[What you have to do]:
Reproduce all entries word for word.

** Opening Data excerpts block **

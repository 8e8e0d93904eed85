use std::cmp::Ordering;
use std::str::FromStr;
use derive_more::Display;
use crate::{Error, Mono};

/// A monomial ordering, compared on canonical exponent sequences 
/// (no trailing zeros). 
pub trait TermOrder { 
    fn cmp_degs(&self, a: &[usize], b: &[usize]) -> Ordering;

    fn lt(&self, a: &[usize], b: &[usize]) -> bool { 
        self.cmp_degs(a, b).is_lt()
    }

    fn cmp_mono(&self, a: &Mono, b: &Mono) -> Ordering { 
        self.cmp_degs(a.degs(), b.degs())
    }
}

fn total(a: &[usize]) -> usize { 
    a.iter().sum()
}

#[derive(Clone, Copy, Default, PartialEq, Eq, Debug)]
pub struct Lex;

impl TermOrder for Lex { 
    fn cmp_degs(&self, a: &[usize], b: &[usize]) -> Ordering {
        a.cmp(b)
    }
}

#[derive(Clone, Copy, Default, PartialEq, Eq, Debug)]
pub struct DegLex;

impl TermOrder for DegLex { 
    fn cmp_degs(&self, a: &[usize], b: &[usize]) -> Ordering {
        total(a).cmp(&total(b)).then_with(|| 
            a.cmp(b)
        )
    }
}

#[derive(Clone, Copy, Default, PartialEq, Eq, Debug)]
pub struct DegRevLex;

impl TermOrder for DegRevLex { 
    // on a tie, the one whose last differing exponent is larger is smaller.
    fn cmp_degs(&self, a: &[usize], b: &[usize]) -> Ordering {
        total(a).cmp(&total(b)).then_with(|| 
            if a.len() != b.len() { 
                b.len().cmp(&a.len())
            } else { 
                b.iter().rev().cmp(a.iter().rev())
            }
        )
    }
}

/// Runtime choice of a [`TermOrder`].
#[derive(Clone, Copy, Default, PartialEq, Eq, Hash, Debug, Display)]
#[cfg_attr(feature = "serde", derive(serde::Serialize, serde::Deserialize))]
#[cfg_attr(feature = "serde", serde(rename_all = "lowercase"))]
pub enum MonoOrd { 
    #[default]
    #[display("lex")]
    Lex,
    #[display("deglex")]
    DegLex,
    #[display("degrevlex")]
    DegRevLex,
}

impl MonoOrd { 
    pub fn all() -> [MonoOrd; 3] { 
        [MonoOrd::Lex, MonoOrd::DegLex, MonoOrd::DegRevLex]
    }
}

impl TermOrder for MonoOrd { 
    fn cmp_degs(&self, a: &[usize], b: &[usize]) -> Ordering {
        match self { 
            MonoOrd::Lex       => Lex.cmp_degs(a, b),
            MonoOrd::DegLex    => DegLex.cmp_degs(a, b),
            MonoOrd::DegRevLex => DegRevLex.cmp_degs(a, b),
        }
    }
}

impl FromStr for MonoOrd {
    type Err = Error;

    fn from_str(s: &str) -> Result<Self, Self::Err> {
        let s = s.trim();
        Self::all().into_iter().find(|o| 
            o.to_string().eq_ignore_ascii_case(s)
        ).ok_or_else(|| Error::Parse(s.to_string()))
    }
}
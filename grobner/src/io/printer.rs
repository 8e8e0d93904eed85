use std::fmt::Display;
use itertools::Itertools;
use crate::Mono;
use crate::util::format::lc;
use super::Vars;

/// Collects terms one by one and renders them as a whole.
pub trait Printer<R> { 
    fn add_term(&mut self, coeff: &R, mono: &Mono);
    fn mono_string(&self, degs: &[usize]) -> String;

    /// Returns the assembled string and clears the buffer.
    fn print(&mut self) -> String;
}

/// The default printer: `-5*x^2*y - 3/2*z + 1/2`.
#[derive(Clone, Default, Debug)]
pub struct StrPrinter { 
    vars: Vars,
    terms: Vec<(String, String)>
}

impl StrPrinter { 
    pub fn new(vars: Vars) -> Self { 
        Self { vars, terms: vec![] }
    }

    pub fn vars(&self) -> &Vars { 
        &self.vars
    }

    pub fn mono_string(&self, degs: &[usize]) -> String {
        let s = degs.iter().enumerate().filter(|(_, d)| **d > 0).map(|(i, &d)| { 
            let x = self.vars.name(i);
            if d == 1 { x } else { format!("{x}^{d}") }
        }).join("*");

        if s.is_empty() { 
            String::from("1")
        } else { 
            s
        }
    }

    pub fn print(&mut self) -> String {
        if self.terms.is_empty() { 
            return String::from("0")
        }
        lc(self.terms.drain(..))
    }
}

impl<R> Printer<R> for StrPrinter
where R: Display { 
    fn add_term(&mut self, coeff: &R, mono: &Mono) {
        let x = self.mono_string(mono.degs());
        self.terms.push((x, coeff.to_string()));
    }

    fn mono_string(&self, degs: &[usize]) -> String {
        StrPrinter::mono_string(self, degs)
    }

    fn print(&mut self) -> String {
        StrPrinter::print(self)
    }
}

#[cfg(test)]
mod tests { 
    use num_traits::{Zero, One};
    use crate::{Ratio, Poly, DegLex, Lex, TermOrder};
    use super::*;

    type R = Ratio<i64>;
    type P = Poly<R>;

    fn x(i: usize) -> P { P::variable(i) }
    fn c(a: i64, b: i64) -> P { P::from_const(R::new(a, b)) }

    #[test]
    fn mono_string() { 
        let p = StrPrinter::new(Vars::new(["x", "y"]).unwrap());
        assert_eq!(p.mono_string(&[]), "1");
        assert_eq!(p.mono_string(&[2, 1]), "x^2*y");
        assert_eq!(p.mono_string(&[0, 0, 3]), "x3^3");
    }

    #[test]
    fn print_terms() { 
        let mut p = StrPrinter::default();
        p.add_term(&R::from(-5), &Mono::from([2]));
        p.add_term(&R::new(-3, 2), &Mono::from([0, 1]));
        p.add_term(&R::new(1, 2), &Mono::one());
        assert_eq!(p.print(), "-5*x1^2 - 3/2*x2 + 1/2");
        assert_eq!(p.print(), "0");
    }

    #[test]
    fn print_poly() { 
        let mut p = StrPrinter::default();

        let f = x(0) - x(1).pow(2).unwrap() + P::one();
        assert_eq!(f.to_string_with(&mut p, None), "x1 - x2^2 + 1");
        assert_eq!(f.to_string_with(&mut p, Some(&DegLex)), "-x2^2 + x1 + 1");

        let f = c(-3, 1) * x(0) * x(1).pow(2).unwrap() - c(2, 1);
        assert_eq!(f.to_string_with(&mut p, None), "-3*x1*x2^2 - 2");

        assert_eq!(P::zero().to_string_with(&mut p, Some(&Lex)), "0");
        assert_eq!(c(-1, 1).to_string_with(&mut p, None), "-1");
    }

    #[test]
    fn print_named() { 
        let mut p = StrPrinter::new(Vars::new(["z", "y", "x"]).unwrap());
        let f = x(1) * x(2).pow(2).unwrap() - x(2) + P::one();
        let ord: &dyn TermOrder = &Lex;
        assert_eq!(f.to_string_with(&mut p, Some(ord)), "y*x^2 - x + 1");
    }
}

** Closing Data excerpts block **

[Worked solution]:
repository 8e8e0d93904eed85
use std::cmp::Ordering;
use std::str::FromStr;
use derive_more::Display;
use crate::{Error, Mono};

/// A monomial ordering, compared on canonical exponent sequences 
/// (no trailing zeros). 
pub trait TermOrder { 
    fn cmp_degs(&self, a: &[usize], b: &[usize]) -> Ordering;

    fn lt(&self, a: &[usize], b: &[usize]) -> bool { 
        self.cmp_degs(a, b).is_lt()
    }

    fn cmp_mono(&self, a: &Mono, b: &Mono) -> Ordering { 
        self.cmp_degs(a.degs(), b.degs())
    }
}

fn total(a: &[usize]) -> usize { 
    a.iter().sum()
}

#[derive(Clone, Copy, Default, PartialEq, Eq, Debug)]
pub struct Lex;

impl TermOrder for Lex { 
    fn cmp_degs(&self, a: &[usize], b: &[usize]) -> Ordering {
        a.cmp(b)
    }
}

#[derive(Clone, Copy, Default, PartialEq, Eq, Debug)]
pub struct DegLex;

impl TermOrder for DegLex { 
    fn cmp_degs(&self, a: &[usize], b: &[usize]) -> Ordering {
        total(a).cmp(&total(b)).then_with(|| 
            a.cmp(b)
        )
    }
}

#[derive(Clone, Copy, Default, PartialEq, Eq, Debug)]
pub struct DegRevLex;

impl TermOrder for DegRevLex { 
    // on a tie, the one whose last differing exponent is larger is smaller.
    fn cmp_degs(&self, a: &[usize], b: &[usize]) -> Ordering {
        total(a).cmp(&total(b)).then_with(|| 
            if a.len() != b.len() { 
                b.len().cmp(&a.len())
            } else { 
                b.iter().rev().cmp(a.iter().rev())
            }
        )
    }
}

/// Runtime choice of a [`TermOrder`].
#[derive(Clone, Copy, Default, PartialEq, Eq, Hash, Debug, Display)]
#[cfg_attr(feature = "serde", derive(serde::Serialize, serde::Deserialize))]
#[cfg_attr(feature = "serde", serde(rename_all = "lowercase"))]
pub enum MonoOrd { 
    #[default]
    #[display("lex")]
    Lex,
    #[display("deglex")]
    DegLex,
    #[display("degrevlex")]
    DegRevLex,
}

impl MonoOrd { 
    pub fn all() -> [MonoOrd; 3] { 
        [MonoOrd::Lex, MonoOrd::DegLex, MonoOrd::DegRevLex]
    }
}

impl TermOrder for MonoOrd { 
    fn cmp_degs(&self, a: &[usize], b: &[usize]) -> Ordering {
        match self { 
            MonoOrd::Lex       => Lex.cmp_degs(a, b),
            MonoOrd::DegLex    => DegLex.cmp_degs(a, b),
            MonoOrd::DegRevLex => DegRevLex.cmp_degs(a, b),
        }
    }
}

impl FromStr for MonoOrd {
    type Err = Error;

    fn from_str(s: &str) -> Result<Self, Self::Err> {
        let s = s.trim();
        Self::all().into_iter().find(|o| 
            o.to_string().eq_ignore_ascii_case(s)
        ).ok_or_else(|| Error::Parse(s.to_string()))
    }
}
filename grobner/src/io/printer.rs
repository 8e8e0d93904eed85
use std::fmt::Display;
use itertools::Itertools;
use crate::Mono;
use crate::util::format::lc;
use super::Vars;

/// Collects terms one by one and renders them as a whole.
pub trait Printer<R> { 
    fn add_term(&mut self, coeff: &R, mono: &Mono);
    fn mono_string(&self, degs: &[usize]) -> String;

    /// Returns the assembled string and clears the buffer.
    fn print(&mut self) -> String;
}

/// The default printer: `-5*x^2*y - 3/2*z + 1/2`.
#[derive(Clone, Default, Debug)]
pub struct StrPrinter { 
    vars: Vars,
    terms: Vec<(String, String)>
}

impl StrPrinter { 
    pub fn new(vars: Vars) -> Self { 
        Self { vars, terms: vec![] }
    }

    pub fn vars(&self) -> &Vars { 
        &self.vars
    }

    pub fn mono_string(&self, degs: &[usize]) -> String {
        let s = degs.iter().enumerate().filter(|(_, d)| **d > 0).map(|(i, &d)| { 
            let x = self.vars.name(i);
            if d == 1 { x } else { format!("{x}^{d}") }
        }).join("*");

        if s.is_empty() { 
            String::from("1")
        } else { 
            s
        }
    }

    pub fn print(&mut self) -> String {
        if self.terms.is_empty() { 
            return String::from("0")
        }
        lc(self.terms.drain(..))
    }
}

impl<R> Printer<R> for StrPrinter
where R: Display { 
    fn add_term(&mut self, coeff: &R, mono: &Mono) {
        let x = self.mono_string(mono.degs());
        self.terms.push((x, coeff.to_string()));
    }

    fn mono_string(&self, degs: &[usize]) -> String {
        StrPrinter::mono_string(self, degs)
    }

    fn print(&mut self) -> String {
        StrPrinter::print(self)
    }
}

#[cfg(test)]
mod tests { 
    use num_traits::{Zero, One};
    use crate::{Ratio, Poly, DegLex, Lex, TermOrder};
    use super::*;

    type R = Ratio<i64>;
    type P = Poly<R>;

    fn x(i: usize) -> P { P::variable(i) }
    fn c(a: i64, b: i64) -> P { P::from_const(R::new(a, b)) }

    #[test]
    fn mono_string() { 
        let p = StrPrinter::new(Vars::new(["x", "y"]).unwrap());
        assert_eq!(p.mono_string(&[]), "1");
        assert_eq!(p.mono_string(&[2, 1]), "x^2*y");
        assert_eq!(p.mono_string(&[0, 0, 3]), "x3^3");
    }

    #[test]
    fn print_terms() { 
        let mut p = StrPrinter::default();
        p.add_term(&R::from(-5), &Mono::from([2]));
        p.add_term(&R::new(-3, 2), &Mono::from([0, 1]));
        p.add_term(&R::new(1, 2), &Mono::one());
        assert_eq!(p.print(), "-5*x1^2 - 3/2*x2 + 1/2");
        assert_eq!(p.print(), "0");
    }

    #[test]
    fn print_poly() { 
        let mut p = StrPrinter::default();

        let f = x(0) - x(1).pow(2).unwrap() + P::one();
        assert_eq!(f.to_string_with(&mut p, None), "x1 - x2^2 + 1");
        assert_eq!(f.to_string_with(&mut p, Some(&DegLex)), "-x2^2 + x1 + 1");

        let f = c(-3, 1) * x(0) * x(1).pow(2).unwrap() - c(2, 1);
        assert_eq!(f.to_string_with(&mut p, None), "-3*x1*x2^2 - 2");

        assert_eq!(P::zero().to_string_with(&mut p, Some(&Lex)), "0");
        assert_eq!(c(-1, 1).to_string_with(&mut p, None), "-1");
    }

    #[test]
    fn print_named() { 
        let mut p = StrPrinter::new(Vars::new(["z", "y", "x"]).unwrap());
        let f = x(1) * x(2).pow(2).unwrap() - x(2) + P::one();
        let ord: &dyn TermOrder = &Lex;
        assert_eq!(f.to_string_with(&mut p, Some(ord)), "y*x^2 - x + 1");
    }
}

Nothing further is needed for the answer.